Officeのクラウド化に向けてMicrosoftの変身続く―カレンダー・アプリのSunriseを1億ドル以上で買収

Microsoftは自らを再発明する努力を続けている。その過程には自社のものより優れたサービスを提供するスタートアップの積極的な買収が含まれる。その最新の例がカレンダー・アプリのSunriseの買収だ。われわれの情報源によると、買収価格は1億ドル以上だという。

Sunriseはモバイルとデスクトップの双方で、異なるプラットフォームのカレンダーを統合、同期して運用できる一連の生産性ツールを提供しており、iPhone、iPad、 Android、Mac App Storeに加えてウェブ版がサポートされている。

ユーザーはGoogle、iCloud、Microsoft Exchangeのカレンダーを通じてSunriseにアクセスできる他、多数のサードパーティーのアプリと連携が可能だ。このクロス・プラットフォーム、クロス・デバイスのサポートがSunriseの重要なセールスポイントとなっている。

Microsoftは最近、Windows以外のライバルのプラットフォームのサポートを積極的に進めている。たとえばWindows 10版に先駆けて、Apple iOS向けにタッチ・フレンドリーなOfficeをリリースしている。

われわれの情報源によると、Microsoftは当面Sunriseを独立のプロダクトとして残しながら、そのテクノロジーを将来のアプリ開発のために役立てるということだ。これはMicrosoftが2億ドルで買収したメール・アプリのスタートアップ、Acompliの場合と同様の方針といえる。この買収の成果は、先週発表されたAndroid版、iOS版の新しいOutlookに現れている。

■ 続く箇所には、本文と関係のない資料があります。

use std::sync::Arc;

use axum::{Json, extract::State};
use chrono::{DateTime, Utc};
use mergington::data::{HealthResponse, HealthStatus, ServiceInfo, UptimeInfo};
use mergington::log;

use crate::services::ActivityService;

fn human_readable_uptime(uptime_seconds: i64) -> String {
    let days = uptime_seconds / 86400;
    let hours = (uptime_seconds % 86400) / 3600;
    let minutes = (uptime_seconds % 3600) / 60;
    let secs = uptime_seconds % 60;

    if days > 0 {
        format!("{days}d {hours}h {minutes}m {secs}s")
    } else if hours > 0 {
        format!("{hours}h {minutes}m {secs}s")
    } else if minutes > 0 {
        format!("{minutes}m {secs}s")
    } else {
        format!("{secs}s")
    }
}

fn service_uptime(started_at: DateTime<Utc>, now: DateTime<Utc>) -> UptimeInfo {
    let seconds = now.signed_duration_since(started_at).num_seconds().max(0);
    UptimeInfo {
        seconds,
        human: human_readable_uptime(seconds),
    }
}

pub async fn get(State(state): State<Arc<crate::AppState>>) -> Json<HealthResponse> {
    let now = Utc::now();
    let activity_count = state.activities.len().await;

    let health_response = HealthResponse {
        status: if activity_count > 0 {
            HealthStatus::Healthy
        } else {
            HealthStatus::Degraded
        },
        timestamp: now.to_rfc3339(),
        started_at: state.started_at.to_rfc3339(),
        uptime: service_uptime(state.started_at, now),
        services: ServiceInfo {
            activities: "up".to_string(),
            activity_count,
        },
    };

    log::debug!("Health check: {:?}", health_response);

    Json(health_response)
}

この2件の買収はMicrosoftが伝統的なOfficeパッケージの枠を超えてモバイル版の生産性ツールに力を入れていることを示している。Microsofttはコンシューマ向け、エンタープライズ向けの双方でソフトウェアのスタンドアローン販売からクラウド・サービスへとビジネスモデルを戦略的に転換中だ。そのためには現代のスマートフォン・ユーザーがOfficeを毎日利用さざるを得ないように誘導していく必要がある。2件で合計3億ドルに上る買収はそのための不可欠な投資なのだろう。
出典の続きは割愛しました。